Problem
The privacy-guard plugin currently masks PII only in structured tool result payloads before they reach the LLM, then restores the original values after the turn. Free-text user prompts are not processed. If a user writes
"What should we pay Anna Schmidt (32, lives at Bahnhofstr. 5, 60311 Frankfurt) given her current salary of €72,000?"
every one of those identifiers reaches the LLM verbatim. This is a privacy hole in a feature that is otherwise a core value prop.
What we can reuse (restore is already solved)
The hard parts of the existing implementation are generic and reusable for prompts:
«TYPE_N»-token format and per-turn TokenizeMap
- Restore pass on the LLM response
- System-prompt directive that teaches the LLM about tokens (with the Token-Storm fallback)
- Three-tier allowlist hierarchy
- Detector registry with confidence-based span deduplication and word-boundary extension
The new work is exclusively detecting PII spans in unstructured text. That is fundamentally harder than schema-driven JSON masking because:
- no schema → spans must be detected probabilistically;
- coreference matters → restored text must preserve LLM utility;
- the failure mode is asymmetric: a missed span = privacy leak, over-masking = token-soup prompt the LLM can't answer.
Approach landscape (ranked by integration value for omadia)

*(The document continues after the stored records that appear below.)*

pub mod error;
pub mod traits;
pub mod types;

pub use error::{PatternError, WardenError};
pub use traits::ApprovalHandler;
pub use types::{ApprovalRequest, ApprovalResponse, CommandVerdict, TimeoutAction};
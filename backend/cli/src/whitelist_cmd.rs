use std::process::ExitCode;

use anyhow::Result;
use warden_safety::sanitize::truncate_string;
use warden_safety::{ApprovalService, Whitelist, WhitelistSource};

use crate::terminal_output::{note_info, note_warn, render_table};

/// Longest entry shown in the table before it is cut.
const MAX_ENTRY_WIDTH: usize = 72;

pub async fn run(service: &ApprovalService) -> Result<ExitCode> {
    let whitelist = service.whitelist().load().await;

    note_info(&describe_source(whitelist.source()));
    print!("{}", render_table(&["Kind", "Entry"], &rows(&whitelist)));

    for skipped in whitelist.skipped_patterns() {
        let shown = truncate_string(skipped, MAX_ENTRY_WIDTH, "...");
        note_warn(&format!("skipped unsafe or invalid pattern: {shown}"));
    }
    Ok(ExitCode::SUCCESS)
}

fn describe_source(source: &WhitelistSource) -> String {
    match source {
        WhitelistSource::File(path) => format!("Whitelist loaded from {}", path.display()),
        WhitelistSource::Defaults => "No usable whitelist file, using built-in defaults".to_string(),
        WhitelistSource::Inline => "Whitelist configured in-process".to_string(),
    }
}

fn rows(whitelist: &Whitelist) -> Vec<Vec<String>> {
    let commands = whitelist
        .commands()
        .iter()
        .map(|c| vec!["command".to_string(), truncate_string(c, MAX_ENTRY_WIDTH, "...")]);
    let patterns = whitelist
        .patterns()
        .map(|p| vec!["pattern".to_string(), truncate_string(p, MAX_ENTRY_WIDTH, "...")]);
    commands.chain(patterns).collect()
}
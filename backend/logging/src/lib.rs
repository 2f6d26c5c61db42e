//! Structured logging for Warden.
//!
//! Handles subscriber setup (stderr console, optional rolling NDJSON files),
//! error-message redaction, and gateway decision events.

pub mod event_logger;
pub mod logger;
pub mod redact;

pub use event_logger::{EventLogEntry, EventLogger, GatewayEvent};
pub use logger::init_logger;
pub use redact::sanitize_error_message;
//! `warden doctor`: config validation plus a whitelist file check.

use std::process::ExitCode;

use anyhow::Result;
use warden_config::{ValidationReport, WardenConfig};
use warden_safety::{validate_pattern, ConfigLoadError, WhitelistConfig};

use crate::terminal_output::{note_error, note_info, note_success, note_warn};

pub async fn run(config: &WardenConfig, report: &ValidationReport) -> Result<ExitCode> {
    println!("\nRunning Warden doctor...\n");

    for warning in &report.warnings {
        note_warn(&format!("{}: {}", warning.path, warning.message));
    }
    for error in &report.errors {
        note_error(&format!("{}: {}", error.path, error.message));
    }

    let whitelist_ok = check_whitelist(config).await;

    println!();
    if report.is_valid() && whitelist_ok {
        note_success("All checks passed.");
        Ok(ExitCode::SUCCESS)
    } else {
        note_error("Some checks failed. Fix the errors above.");
        Ok(ExitCode::FAILURE)
    }
}

/// A missing file is fine (defaults apply); an unreadable one is not.
async fn check_whitelist(config: &WardenConfig) -> bool {
    let path = &config.security.whitelist_path;
    match WhitelistConfig::load(path).await {
        Ok(whitelist) => {
            note_success(&format!(
                "Whitelist {}: {} commands, {} patterns",
                path.display(),
                whitelist.commands.len(),
                whitelist.patterns.len()
            ));
            let mut ok = true;
            for pattern in &whitelist.patterns {
                if let Err(e) = validate_pattern(pattern) {
                    note_warn(&format!("pattern '{pattern}' will be skipped: {e}"));
                    ok = false;
                }
            }
            ok
        }
        Err(ConfigLoadError::NotFound { .. }) => {
            note_info(&format!(
                "No whitelist at {}, built-in defaults apply",
                path.display()
            ));
            true
        }
        Err(e) => {
            note_error(&e.to_string());
            false
        }
    }
}
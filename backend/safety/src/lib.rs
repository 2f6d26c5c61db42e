pub mod approval;
pub mod classifier;
pub mod pattern;
pub mod sanitize;
pub mod whitelist;

pub use approval::{ApprovalService, ApprovalSettings};
pub use classifier::{approval_reason, classify, is_destructive, requires_sudo, Classification};
pub use pattern::{compile_pattern, validate_pattern, MAX_PATTERN_LEN};
pub use sanitize::SanitizeError;
pub use whitelist::{
    is_read_only, ConfigLoadError, Whitelist, WhitelistConfig, WhitelistSource, WhitelistStore,
};
//! Structured Logger
//!
//! Wraps `tracing` with stderr console output (pretty or JSON), an optional
//! daily-rolling NDJSON file, and environment-based level control.
//! Console logs go to stderr so they never mix with command output or prompts.

use tracing_appender::rolling::{RollingFileAppender, Rotation};
use tracing_subscriber::{EnvFilter, fmt, layer::SubscriberExt, util::SubscriberInitExt};
use warden_config::{LogFormat, LoggingConfig};

/// File name prefix for rolled log files: `warden.log.YYYY-MM-DD`.
const LOG_FILE_PREFIX: &str = "warden.log";

/// Initialize the global structured logger.
///
/// `RUST_LOG` takes precedence over the configured level. Calling this twice
/// is harmless; the second call leaves the first subscriber in place.
pub fn init_logger(config: &LoggingConfig) {
    let env_filter =
        EnvFilter::try_from_default_env().unwrap_or_else(|_| EnvFilter::new(&config.level));

    let pretty_layer = (config.format == LogFormat::Pretty).then(|| {
        fmt::layer()
            .with_writer(std::io::stderr)
            .with_target(false)
            .with_ansi(true)
    });

    let json_layer = (config.format == LogFormat::Json)
        .then(|| fmt::layer().json().with_writer(std::io::stderr));

    let file_layer = config.dir.as_ref().map(|dir| {
        let appender = RollingFileAppender::new(Rotation::DAILY, dir, LOG_FILE_PREFIX);
        fmt::layer().json().with_writer(appender).with_ansi(false)
    });

    let _ = tracing_subscriber::registry()
        .with(env_filter)
        .with(pretty_layer)
        .with(json_layer)
        .with(file_layer)
        .try_init();
}
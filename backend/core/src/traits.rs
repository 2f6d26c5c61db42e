use std::future::Future;

use anyhow::Result;
use async_trait::async_trait;

use crate::types::{ApprovalRequest, ApprovalResponse};

/// Presents an approval request to a human and returns their decision.
///
/// Implemented by the host UI (terminal prompt, desktop dialog, chat button).
/// Async closures returning `anyhow::Result<ApprovalResponse>` implement it too.
#[async_trait]
pub trait ApprovalHandler: Send + Sync {
    async fn request(&self, request: ApprovalRequest) -> Result<ApprovalResponse>;
}

#[async_trait]
impl<F, Fut> ApprovalHandler for F
where
    F: Fn(ApprovalRequest) -> Fut + Send + Sync + 'static,
    Fut: Future<Output = Result<ApprovalResponse>> + Send + 'static,
{
    async fn request(&self, request: ApprovalRequest) -> Result<ApprovalResponse> {
        (self)(request).await
    }
}

#[cfg(test)]
mod tests {
    use super::*;

    #[tokio::test]
    async fn closures_are_handlers() {
        let handler = |req: ApprovalRequest| async move {
            Ok::<_, anyhow::Error>(ApprovalResponse {
                approved: !req.destructive,
                timestamp: chrono::Utc::now(),
            })
        };
        let resp = handler
            .request(ApprovalRequest {
                command: "reboot".to_string(),
                reason: "destructive action".to_string(),
                destructive: true,
                requires_sudo: false,
            })
            .await
            .unwrap();
        assert!(!resp.approved);
    }
}
//! Privilege and destructiveness checks for shell commands.
//!
//! Matching is plain substring search on the lowercased, trimmed command, so
//! `rm` also hits `format` and `perms`.

use serde::{Deserialize, Serialize};

const SUDO_PREFIX: &str = "sudo ";

/// Substrings that imply root privileges.
const PRIVILEGED_MARKERS: &[&str] = &[
    "systemctl restart",
    "systemctl stop",
    "systemctl start",
    "systemctl enable",
    "systemctl disable",
    "systemctl reload",
    "apt-get",
    "apt ",
    "dpkg",
    "service ",
];

/// Substrings that mark irreversible or service-impacting commands.
const DESTRUCTIVE_MARKERS: &[&str] = &[
    // filesystem
    "rm",
    "rmdir",
    "dd",
    "mkfs",
    "fdisk",
    "parted",
    // services
    "systemctl restart",
    "systemctl stop",
    "systemctl start",
    "systemctl reload",
    "systemctl enable",
    "systemctl disable",
    // power
    "shutdown",
    "reboot",
    "poweroff",
    "halt",
    // processes
    "kill",
    "killall",
    "pkill",
    // packages
    "apt-get remove",
    "apt remove",
    "apt-get purge",
    "apt purge",
    "apt-get autoremove",
    "apt autoremove",
    "dpkg -r",
    "dpkg --remove",
    "dpkg --purge",
    // accounts
    "userdel",
    "groupdel",
    // permissions
    "chmod",
    "chown",
    // firewall
    "iptables",
    "ufw",
    // overwrites into the root tree
    "mv /",
    "cp /",
];

pub const REASON_SUDO: &str = "requires sudo/root";
pub const REASON_DESTRUCTIVE: &str = "destructive action";
pub const REASON_NOT_WHITELISTED: &str = "not whitelisted";

fn normalize(command: &str) -> String {
    command.trim().to_lowercase()
}

pub fn requires_sudo(command: &str) -> bool {
    let cmd = normalize(command);
    cmd.starts_with(SUDO_PREFIX) || PRIVILEGED_MARKERS.iter().any(|m| cmd.contains(m))
}

pub fn is_destructive(command: &str) -> bool {
    let cmd = normalize(command);
    DESTRUCTIVE_MARKERS.iter().any(|m| cmd.contains(m))
}

/// Reasons joined by `, ` in a fixed order: privileges, then destructiveness.
pub fn approval_reason(command: &str) -> String {
    classify(command).reason
}

/// Everything the classifier knows about a command.
#[derive(Debug, Clone, PartialEq, Eq, Serialize, Deserialize)]
#[serde(rename_all = "camelCase")]
pub struct Classification {
    pub requires_sudo: bool,
    pub destructive: bool,
    pub reason: String,
}

pub fn classify(command: &str) -> Classification {
    let requires_sudo = requires_sudo(command);
    let destructive = is_destructive(command);

    let mut reasons = Vec::with_capacity(2);
    if requires_sudo {
        reasons.push(REASON_SUDO);
    }
    if destructive {
        reasons.push(REASON_DESTRUCTIVE);
    }
    if reasons.is_empty() {
        reasons.push(REASON_NOT_WHITELISTED);
    }

    Classification {
        requires_sudo,
        destructive,
        reason: reasons.join(", "),
    }
}
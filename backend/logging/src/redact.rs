//! Error message redaction.
//!
//! Strips file paths, IPv4 addresses, and port suffixes from messages before
//! they are logged or shown to the agent.

use once_cell::sync::Lazy;
use regex::Regex;

static PATH_RE: Lazy<Regex> = Lazy::new(|| Regex::new(r"/[\w/.-]+").unwrap());
static IPV4_RE: Lazy<Regex> =
    Lazy::new(|| Regex::new(r"\b\d{1,3}\.\d{1,3}\.\d{1,3}\.\d{1,3}\b").unwrap());
static PORT_RE: Lazy<Regex> = Lazy::new(|| Regex::new(r":\d{2,5}\b").unwrap());

/// Redacts paths, IPs, and ports in an error message.
pub fn sanitize_error_message(msg: &str) -> String {
    if msg.is_empty() {
        return "Unknown error".to_string();
    }

    let redacted = PATH_RE.replace_all(msg, "[PATH]");
    let redacted = IPV4_RE.replace_all(&redacted, "[IP]");
    PORT_RE.replace_all(&redacted, ":[PORT]").into_owned()
}

#[cfg(test)]
mod tests {
    use super::*;

    #[test]
    fn redacts_paths() {
        let clean = sanitize_error_message("Error in /home/user/project/file.rs");
        assert!(!clean.contains("/home/user"));
        assert!(clean.contains("[PATH]"));
    }

    #[test]
    fn redacts_ips() {
        let clean = sanitize_error_message("Connection to 192.168.1.100 failed");
        assert!(!clean.contains("192.168.1.100"));
        assert!(clean.contains("[IP]"));
    }

    #[test]
    fn redacts_ports() {
        let clean = sanitize_error_message("Server running on :8080");
        assert!(!clean.contains(":8080"));
        assert!(clean.contains(":[PORT]"));
    }

    #[test]
    fn empty_message_gets_placeholder() {
        assert_eq!(sanitize_error_message(""), "Unknown error");
    }
}
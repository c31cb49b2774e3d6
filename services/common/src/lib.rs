use std::{env, io, net::SocketAddr, path::PathBuf, str::FromStr};
use tokio::net::TcpListener;
use tracing_appender::{
    non_blocking::WorkerGuard,
    rolling::{RollingFileAppender, Rotation},
};
use tracing_subscriber::{
    fmt, layer::Layered, layer::SubscriberExt, EnvFilter, Layer, Registry,
};

type BoxedLayer = Box<dyn Layer<Layered<EnvFilter, Registry>> + Send + Sync>;

pub struct TracingGuards {
    _file_guard: Option<WorkerGuard>,
}

#[derive(Clone, Copy, Debug, PartialEq, Eq)]
pub enum LogFormat {
    Json,
    Text,
}

impl FromStr for LogFormat {
    type Err = String;

    fn from_str(value: &str) -> Result<Self, Self::Err> {
        match value.trim().to_ascii_lowercase().as_str() {
            "json" => Ok(LogFormat::Json),
            "text" | "pretty" | "plain" => Ok(LogFormat::Text),
            other => Err(format!("unknown log format: {other}")),
        }
    }
}

/// Installs the global subscriber: stdout always, plus a daily rolling file
/// under `$LOG_DIR/<service_name>` when `LOG_DIR` is set.
///
/// Keep the returned guard alive for the whole process, dropping it stops the
/// background file writer.
pub fn init_tracing(service_name: &str) -> TracingGuards {
    let filter = EnvFilter::try_from_default_env().unwrap_or_else(|_| EnvFilter::new("info"));
    let format = env_or("LOG_FORMAT", LogFormat::Json);

    let mut layers: Vec<BoxedLayer> = vec![stdout_layer(format)];
    let mut file_guard: Option<WorkerGuard> = None;
    let mut file_error: Option<String> = None;

    if let Ok(log_dir) = env::var("LOG_DIR") {
        let log_root = PathBuf::from(log_dir).join(service_name);
        let max_files = env_or("LOG_MAX_FILES", 14usize);
        match RollingFileAppender::builder()
            .rotation(Rotation::DAILY)
            .filename_prefix(service_name)
            .filename_suffix("log")
            .max_log_files(max_files)
            .build(&log_root)
        {
            Ok(appender) => {
                let (writer, guard) = tracing_appender::non_blocking(appender);
                layers.push(
                    fmt::layer()
                        .json()
                        .with_ansi(false)
                        .with_writer(writer)
                        .boxed(),
                );
                file_guard = Some(guard);
            }
            Err(err) => file_error = Some(format!("{}: {err}", log_root.display())),
        }
    }

    let subscriber = Registry::default().with(filter).with(layers);
    let _ = tracing::subscriber::set_global_default(subscriber);

    // Reported only once the subscriber exists.
    if let Some(err) = file_error {
        tracing::warn!(error = %err, "file logging disabled");
    }

    TracingGuards {
        _file_guard: file_guard,
    }
}

fn stdout_layer(format: LogFormat) -> BoxedLayer {
    match format {
        LogFormat::Json => fmt::layer()
            .json()
            .with_current_span(true)
            .with_writer(io::stdout)
            .boxed(),
        LogFormat::Text => fmt::layer().with_writer(io::stdout).boxed(),
    }
}

pub fn env_or<T: FromStr>(key: &str, default: T) -> T {
    // Unset or unparsable values fall back silently.
    env::var(key)
        .ok()
        .and_then(|value| value.parse::<T>().ok())
        .unwrap_or(default)
}

pub async fn bind_listener(port: u16) -> io::Result<TcpListener> {
    // All interfaces, the service runs in containers.
    let addr = SocketAddr::from(([0, 0, 0, 0], port));
    TcpListener::bind(addr).await
}

pub async fn shutdown_signal() {
    let ctrl_c = async {
        if let Err(err) = tokio::signal::ctrl_c().await {
            tracing::error!(error = %err, "ctrl-c handler failed");
            std::future::pending::<()>().await;
        }
    };

    #[cfg(unix)]
    {
        match tokio::signal::unix::signal(tokio::signal::unix::SignalKind::terminate()) {
            Ok(mut sigterm) => {
                tokio::select! {
                    _ = ctrl_c => {},
                    _ = sigterm.recv() => {},
                }
            }
            Err(err) => {
                tracing::warn!(error = %err, "sigterm handler unavailable");
                ctrl_c.await;
            }
        }
    }

    #[cfg(not(unix))]
    {
        ctrl_c.await;
    }

    tracing::info!("shutdown signal received");
}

Detection ≠ substitution. Substitution is mostly solved by the existing token map; detection is the actual gap. Ranking criterion = how worth pursuing for omadia.
| # |
Approach (layer) |
Pro |
Con |
Why this rank |
| 1 |
Hybrid detector ensemble on the prompt — dedicated PII transformer (GLiNER-PII / Piiranha) added to existing Regex/Presidio/LLM detectors, confidence-reconciled (Detection) |
Closes the free-text recall gap; uses existing detector registry + dedup; on-prem |
More latency/engineering; locale tuning + threshold calibration needed |
Best quality-per-effort: fits omadia's architecture, directly addresses the gap, no new trust boundary |
| 2 |
Local-LLM pass for contextual / quasi-identifiers (Detection) — already present via Ollama detector |
Only layer that catches context-only PII ("my daughter who broke her leg last summer"); semantic |
Latency, nondeterminism, hallucination/miss; not guarantee-able |
The only thing catching context-only PII that NER/regex structurally cannot; must stay as complement, not base |
| 3 |
Consistent realistic surrogates (Faker-style, LangChain PresidioReversibleAnonymizer pattern) instead of opaque tokens (Substitution) |
Preserves fluency + coreference → better LLM answer; defuses "token storm" |
Surrogate can collide with real text; restore needs exact uniqueness |
Substitution-layer upgrade with high leverage on response quality, but a refinement, not a closing of the gap |
| 4 |
Opaque placeholder tokens + turn map (current) extended to prompts (Substitution) |
Already built, proven, leaks nothing; near-zero cost to extend |
Does not solve detection; degrades on heavy free text (reasoning/coreference) |
Necessary baseline, but on its own does not deliver the feature value |
| 5 |
Format-Preserving Encryption / crypto tokenization for format-bound IDs (Substitution) |
Stateless reversibility via key, preserves format/referential integrity |
Only meaningful for numbers/IDs, not names/sentences; key management |
Narrow scope — elegant for IDs, inapplicable to the bulk of free-text PII |
| 6 |
Commercial cloud DLP (Google SDP, AWS Comprehend, Azure) — detection + reidentify (Buy/Detection) |
Mature, multilingual detection; native reversible crypto tokens |
Ships the very PII you're protecting to a third party → new trust boundary, conflicts with data-residency mode |
Strong capability, but the trust boundary breaks the privacy story |
| 7 |
Commercial LLM privacy vault/gateway (Skyflow, Private AI, Protecto) (Buy) |
Turnkey: detect + tokenize + detokenize, context-preserving, compliance tooling |
This is omadia's own differentiator |
Adopting = outsourcing the core feature; useful only as competitive reference |
| 8 |
Local Differential Privacy text sanitization (paradigm) |
Formal guarantees, detection-free, defends against inference attacks |
Not exactly reversible by design (incompatible with the restore goal); degrades utility; recent work shows LLM reconstruction |
Listed for completeness, structurally disqualified by the exact-restore requirement |
Recommended path: Approach #1
Add a dedicated PII transformer as a new detector in the existing registry; orchestrate it together with the current regex/Presidio/Ollama detectors via the existing confidence-reconciliation/dedup logic, and apply the full ensemble to the user prompt before it reaches the LLM. Substitution stays on the current opaque-token + turn-map mechanism (approach #4 above); revisiting it for realistic surrogates (#3) is a separate follow-up issue.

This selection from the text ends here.